* _Input data_

//! In-memory store, used by tests and as a non-persistent fallback.

use std::collections::HashMap;
use std::sync::RwLock;

use super::{KeyValueStore, StorageError};

/// A [`KeyValueStore`] backed by a `HashMap`.
///
/// An optional byte quota (sum of key and value lengths) makes writes fail
/// the way a full browser storage area does.
#[derive(Debug, Default)]
pub struct MemoryStore {
    entries: RwLock<HashMap<String, String>>,
    quota: Option<usize>,
}

impl MemoryStore {
    /// Create an empty, unbounded store.
    #[must_use]
    pub fn new() -> Self {
        Self::default()
    }

    /// Create an empty store that rejects writes beyond `bytes`.
    #[must_use]
    pub fn with_quota(bytes: usize) -> Self {
        Self {
            entries: RwLock::default(),
            quota: Some(bytes),
        }
    }

    /// Number of stored keys.
    #[must_use]
    pub fn len(&self) -> usize {
        self.entries.read().map_or(0, |entries| entries.len())
    }

    /// Whether the store holds no keys.
    #[must_use]
    pub fn is_empty(&self) -> bool {
        self.len() == 0
    }
}

fn poisoned() -> StorageError {
    StorageError::Unavailable("memory store lock poisoned".to_string())
}

impl KeyValueStore for MemoryStore {
    fn get(&self, key: &str) -> Result<Option<String>, StorageError> {
        let entries = self.entries.read().map_err(|_| poisoned())?;
        Ok(entries.get(key).cloned())
    }

    fn set(&self, key: &str, value: &str) -> Result<(), StorageError> {
        let mut entries = self.entries.write().map_err(|_| poisoned())?;

        if let Some(limit) = self.quota {
            let used: usize = entries
                .iter()
                .filter(|(k, _)| k.as_str() != key)
                .map(|(k, v)| k.len() + v.len())
                .sum();
            if used + key.len() + value.len() > limit {
                return Err(StorageError::QuotaExceeded {
                    key: key.to_string(),
                    limit,
                });
            }
        }

        entries.insert(key.to_string(), value.to_string());
        Ok(())
    }

    fn remove(&self, key: &str) -> Result<(), StorageError> {
        let mut entries = self.entries.write().map_err(|_| poisoned())?;
        entries.remove(key);
        Ok(())
    }
}
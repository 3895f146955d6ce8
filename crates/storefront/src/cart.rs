//! Cart and wishlist state.
//!
//! [`CartStore`] owns the two ordered collections, applies mutations, and
//! writes the affected collection back to storage before returning. Totals
//! and counts are derived on demand and never stored.
//!
//! # Persistence
//!
//! A mutation that changes nothing (removing an absent id, re-adding a
//! wishlisted product) skips the write. When a write fails the in-memory
//! change is kept and the error is returned as a warning: storage is a
//! best-effort cache, so memory and disk may differ until the next
//! successful write.

use driphub_core::{CartItem, Price, Product, ProductId, WishlistItem};
use tracing::{debug, warn};

use crate::error::add_breadcrumb;
use crate::persist;
use crate::storage::{CART_KEY, SharedStore, StorageError, WISHLIST_KEY};

/// In-memory cart and wishlist, synchronized to a [`KeyValueStore`](crate::storage::KeyValueStore).
pub struct CartStore {
    store: SharedStore,
    cart: Vec<CartItem>,
    wishlist: Vec<WishlistItem>,
}

impl CartStore {
    /// Hydrate both collections from `store`.
    ///
    /// Missing or malformed stored data yields an empty collection.
    #[must_use]
    pub fn load(store: SharedStore) -> Self {
        let cart: Vec<CartItem> = persist::load_list(store.as_ref(), CART_KEY);
        let wishlist: Vec<WishlistItem> = persist::load_list(store.as_ref(), WISHLIST_KEY);
        debug!(
            cart_lines = cart.len(),
            wishlist_items = wishlist.len(),
            "hydrated cart state"
        );

        Self {
            store,
            cart,
            wishlist,
        }
    }

    /// Cart lines in insertion order.
    #[must_use]
    pub fn cart(&self) -> &[CartItem] {
        &self.cart
    }

    /// Wishlist entries in insertion order.
    #[must_use]
    pub fn wishlist(&self) -> &[WishlistItem] {
        &self.wishlist
    }

    // =========================================================================
    // Cart mutations
    // =========================================================================

    /// Add one unit of `product`.
    ///
    /// An existing line for the same id has its quantity incremented;
    /// otherwise a new line with quantity 1 is appended.
    ///
    /// # Errors
    ///
    /// Returns the storage error if the cart could not be written. The line
    /// is added regardless.
    pub fn add_to_cart(&mut self, product: &Product) -> Result<(), StorageError> {
        if let Some(line) = self.cart.iter_mut().find(|line| line.id == product.id) {
            line.quantity = line.quantity.saturating_add(1);
        } else {
            self.cart.push(product.to_cart_item());
        }

        add_breadcrumb(
            "cart",
            "Added to cart",
            &[("product_id", product.id.as_str())],
        );
        self.persist_cart()
    }

    /// Remove the line for `id`. Absent ids are ignored.
    ///
    /// # Errors
    ///
    /// Returns the storage error if the cart could not be written.
    pub fn remove_from_cart(&mut self, id: &ProductId) -> Result<(), StorageError> {
        let before = self.cart.len();
        self.cart.retain(|line| &line.id != id);
        if self.cart.len() == before {
            return Ok(());
        }

        add_breadcrumb("cart", "Removed from cart", &[("product_id", id.as_str())]);
        self.persist_cart()
    }

    /// Set the quantity of the line for `id`.
    ///
    /// Quantities below 1 are raised to 1; use [`remove_from_cart`](Self::remove_from_cart)
    /// to drop a line. Absent ids are ignored.
    ///
    /// # Errors
    ///
    /// Returns the storage error if the cart could not be written.
    pub fn update_quantity(&mut self, id: &ProductId, quantity: u32) -> Result<(), StorageError> {
        let quantity = quantity.max(1);
        let Some(line) = self.cart.iter_mut().find(|line| &line.id == id) else {
            return Ok(());
        };
        if line.quantity == quantity {
            return Ok(());
        }

        line.quantity = quantity;
        self.persist_cart()
    }

    /// Remove every cart line.
    ///
    /// # Errors
    ///
    /// Returns the storage error if the cart could not be written.
    pub fn clear_cart(&mut self) -> Result<(), StorageError> {
        if self.cart.is_empty() {
            return Ok(());
        }
        self.cart.clear();
        self.persist_cart()
    }

    // =========================================================================
    // Wishlist mutations
    // =========================================================================

    /// Save `product` to the wishlist unless it is already there.
    ///
    /// # Errors
    ///
    /// Returns the storage error if the wishlist could not be written.
    pub fn add_to_wishlist(&mut self, product: &Product) -> Result<(), StorageError> {
        if self.is_in_wishlist(&product.id) {
            return Ok(());
        }

        self.wishlist.push(product.to_wishlist_item());
        add_breadcrumb(
            "wishlist",
            "Added to wishlist",
            &[("product_id", product.id.as_str())],
        );
        self.persist_wishlist()
    }

    /// Remove `id` from the wishlist. Absent ids are ignored.
    ///
    /// # Errors
    ///
    /// Returns the storage error if the wishlist could not be written.
    pub fn remove_from_wishlist(&mut self, id: &ProductId) -> Result<(), StorageError> {
        let before = self.wishlist.len();
        self.wishlist.retain(|item| &item.id != id);
        if self.wishlist.len() == before {
            return Ok(());
        }
        self.persist_wishlist()
    }

    /// Move a wishlisted product into the cart.
    ///
    /// Returns `Ok(false)` if `id` is not in the wishlist.
    ///
    /// # Errors
    ///
    /// Returns the first storage error hit while writing either collection.
    /// Both in-memory changes are kept.
    pub fn move_to_cart(&mut self, id: &ProductId) -> Result<bool, StorageError> {
        let Some(pos) = self.wishlist.iter().position(|item| &item.id == id) else {
            return Ok(false);
        };
        let item = self.wishlist.remove(pos);

        if let Some(line) = self.cart.iter_mut().find(|line| line.id == item.id) {
            line.quantity = line.quantity.saturating_add(1);
        } else {
            self.cart.push(item.to_cart_item());
        }

        let wishlist_result = self.persist_wishlist();
        let cart_result = self.persist_cart();
        wishlist_result.and(cart_result).map(|()| true)
    }

    // =========================================================================
    // Derived values
    // =========================================================================

    /// Sum of `price × quantity` over every cart line, unrounded.
    #[must_use]
    pub fn cart_total(&self) -> Price {
        self.cart.iter().map(CartItem::line_total).sum()
    }

    /// Number of distinct cart lines (badge counter).
    #[must_use]
    pub fn cart_count(&self) -> usize {
        self.cart.len()
    }

    /// Number of wishlist entries (badge counter).
    #[must_use]
    pub fn wishlist_count(&self) -> usize {
        self.wishlist.len()
    }

    /// Sum of quantities over every cart line.
    #[must_use]
    pub fn total_quantity(&self) -> u64 {
        self.cart.iter().map(|line| u64::from(line.quantity)).sum()
    }

    /// Quantity of `id` in the cart, or 0.
    #[must_use]
    pub fn cart_quantity_of(&self, id: &ProductId) -> u32 {
        self.cart
            .iter()
            .find(|line| &line.id == id)
            .map_or(0, |line| line.quantity)
    }

    /// Whether `id` is saved in the wishlist.
    #[must_use]
    pub fn is_in_wishlist(&self, id: &ProductId) -> bool {
        self.wishlist.iter().any(|item| &item.id == id)
    }

    // =========================================================================
    // Persistence
    // =========================================================================

    fn persist_cart(&self) -> Result<(), StorageError> {
        persist::save_list(self.store.as_ref(), CART_KEY, &self.cart).inspect_err(|e| {
            warn!(error = %e, "failed to persist cart, keeping in-memory state");
        })
    }

    fn persist_wishlist(&self) -> Result<(), StorageError> {
        persist::save_list(self.store.as_ref(), WISHLIST_KEY, &self.wishlist).inspect_err(|e| {
            warn!(error = %e, "failed to persist wishlist, keeping in-memory state");
        })
    }
}

impl std::fmt::Debug for CartStore {
    fn fmt(&self, f: &mut std::fmt::Formatter<'_>) -> std::fmt::Result {
        f.debug_struct("CartStore")
            .field("cart", &self.cart)
            .field("wishlist", &self.wishlist)
            .finish_non_exhaustive()
    }
}

#[cfg(test)]
#[allow(clippy::unwrap_used)]
mod tests {
    use std::sync::Arc;

    use super::*;
    use crate::storage::{KeyValueStore, MemoryStore};

    fn product(id: &str, price: &str) -> Product {
        Product::new(id, format!("Product {id}"), Price::parse(price).unwrap())
    }

    fn fresh() -> (Arc<MemoryStore>, CartStore) {
        let store = Arc::new(MemoryStore::new());
        let cart = CartStore::load(store.clone());
        (store, cart)
    }

    #[test]
    fn test_add_twice_accumulates_quantity() {
        let (_, mut cart) = fresh();
        let p = product("1", "10");

        cart.add_to_cart(&p).unwrap();
        cart.add_to_cart(&p).unwrap();

        assert_eq!(cart.cart_count(), 1);
        assert_eq!(cart.cart()[0].quantity, 2);
        assert_eq!(cart.cart_quantity_of(&p.id), 2);
    }

    #[test]
    fn test_wishlist_add_is_idempotent() {
        let (_, mut cart) = fresh();
        let p = product("1", "10");

        cart.add_to_wishlist(&p).unwrap();
        cart.add_to_wishlist(&p).unwrap();

        assert_eq!(cart.wishlist_count(), 1);
        assert!(cart.is_in_wishlist(&p.id));
    }

    #[test]
    fn test_remove_absent_is_noop() {
        let (_, mut cart) = fresh();
        cart.add_to_cart(&product("1", "10")).unwrap();
        let before = cart.cart().to_vec();

        cart.remove_from_cart(&ProductId::new("missing")).unwrap();
        cart.remove_from_wishlist(&ProductId::new("missing")).unwrap();

        assert_eq!(cart.cart(), before.as_slice());
    }

    #[test]
    fn test_total_and_counts() {
        let (_, mut cart) = fresh();
        let shirt = product("shirt", "10");
        let socks = product("socks", "5.50");
        cart.add_to_cart(&shirt).unwrap();
        cart.add_to_cart(&shirt).unwrap();
        cart.add_to_cart(&socks).unwrap();

        assert_eq!(cart.cart_total(), Price::parse("25.50").unwrap());
        assert_eq!(cart.cart_total().to_string(), "25.50");
        assert_eq!(cart.cart_count(), 2);
        assert_eq!(cart.total_quantity(), 3);
    }

    #[test]
    fn test_update_quantity_clamps_to_one() {
        let (_, mut cart) = fresh();
        let p = product("1", "10");
        cart.add_to_cart(&p).unwrap();

        cart.update_quantity(&p.id, 5).unwrap();
        assert_eq!(cart.cart_quantity_of(&p.id), 5);

        cart.update_quantity(&p.id, 0).unwrap();
        assert_eq!(cart.cart_quantity_of(&p.id), 1);
    }

    #[test]
    fn test_update_quantity_absent_is_noop() {
        let (store, mut cart) = fresh();
        cart.update_quantity(&ProductId::new("ghost"), 3).unwrap();
        assert!(cart.cart().is_empty());
        assert_eq!(store.get(CART_KEY).unwrap(), None);
    }

    #[test]
    fn test_round_trip_through_storage() {
        let (store, mut cart) = fresh();
        cart.add_to_cart(&product("b", "2")).unwrap();
        cart.add_to_cart(&product("a", "1")).unwrap();
        cart.add_to_cart(&product("b", "2")).unwrap();
        cart.update_quantity(&ProductId::new("a"), 4).unwrap();
        cart.add_to_wishlist(&product("w", "9.99")).unwrap();
        cart.add_to_wishlist(&product("v", "1")).unwrap();
        cart.remove_from_wishlist(&ProductId::new("w")).unwrap();

        let reloaded = CartStore::load(store);
        assert_eq!(reloaded.cart(), cart.cart());
        assert_eq!(reloaded.wishlist(), cart.wishlist());
        let ids: Vec<&str> = reloaded.cart().iter().map(|l| l.id.as_str()).collect();
        assert_eq!(ids, ["b", "a"]);
    }

    #[test]
    fn test_corrupt_storage_loads_empty() {
        let store = Arc::new(MemoryStore::new());
        store.set(CART_KEY, "definitely not json").unwrap();
        store.set(WISHLIST_KEY, "[{\"id\": 1}]").unwrap();

        let cart = CartStore::load(store);
        assert!(cart.cart().is_empty());
        assert!(cart.wishlist().is_empty());
    }

    #[test]
    fn test_reads_legacy_numeric_ids() {
        let store = Arc::new(MemoryStore::new());
        store
            .set(
                CART_KEY,
                r#"[{"id":1,"name":"Tee","price":10,"image":"/tee.png","quantity":2}]"#,
            )
            .unwrap();

        let cart = CartStore::load(store);
        assert_eq!(cart.cart_quantity_of(&ProductId::new("1")), 2);
    }

    #[test]
    fn test_write_failure_keeps_memory_state() {
        let store = Arc::new(MemoryStore::with_quota(16));
        let mut cart = CartStore::load(store.clone());

        let result = cart.add_to_cart(&product("1", "10"));

        assert!(matches!(result, Err(StorageError::QuotaExceeded { .. })));
        assert_eq!(cart.cart_count(), 1);
        assert_eq!(store.get(CART_KEY).unwrap(), None);
    }

    #[test]
    fn test_move_to_cart() {
        let (_, mut cart) = fresh();
        let p = product("1", "10");
        cart.add_to_wishlist(&p).unwrap();

        assert!(cart.move_to_cart(&p.id).unwrap());
        assert!(!cart.is_in_wishlist(&p.id));
        assert_eq!(cart.cart_quantity_of(&p.id), 1);

        assert!(!cart.move_to_cart(&p.id).unwrap());
    }

    #[test]
    fn test_clear_cart() {
        let (store, mut cart) = fresh();
        cart.add_to_cart(&product("1", "10")).unwrap();
        cart.clear_cart().unwrap();

        assert_eq!(cart.cart_total(), Price::ZERO);
        assert_eq!(store.get(CART_KEY).unwrap().as_deref(), Some("[]"));
    }
}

* _Exercise instructions_
In the entries above, find each line with "every" and list it.

* _Finished task_
    /// Remove every cart line.
    /// Sum of `price × quantity` over every cart line, unrounded.
    /// Sum of quantities over every cart line.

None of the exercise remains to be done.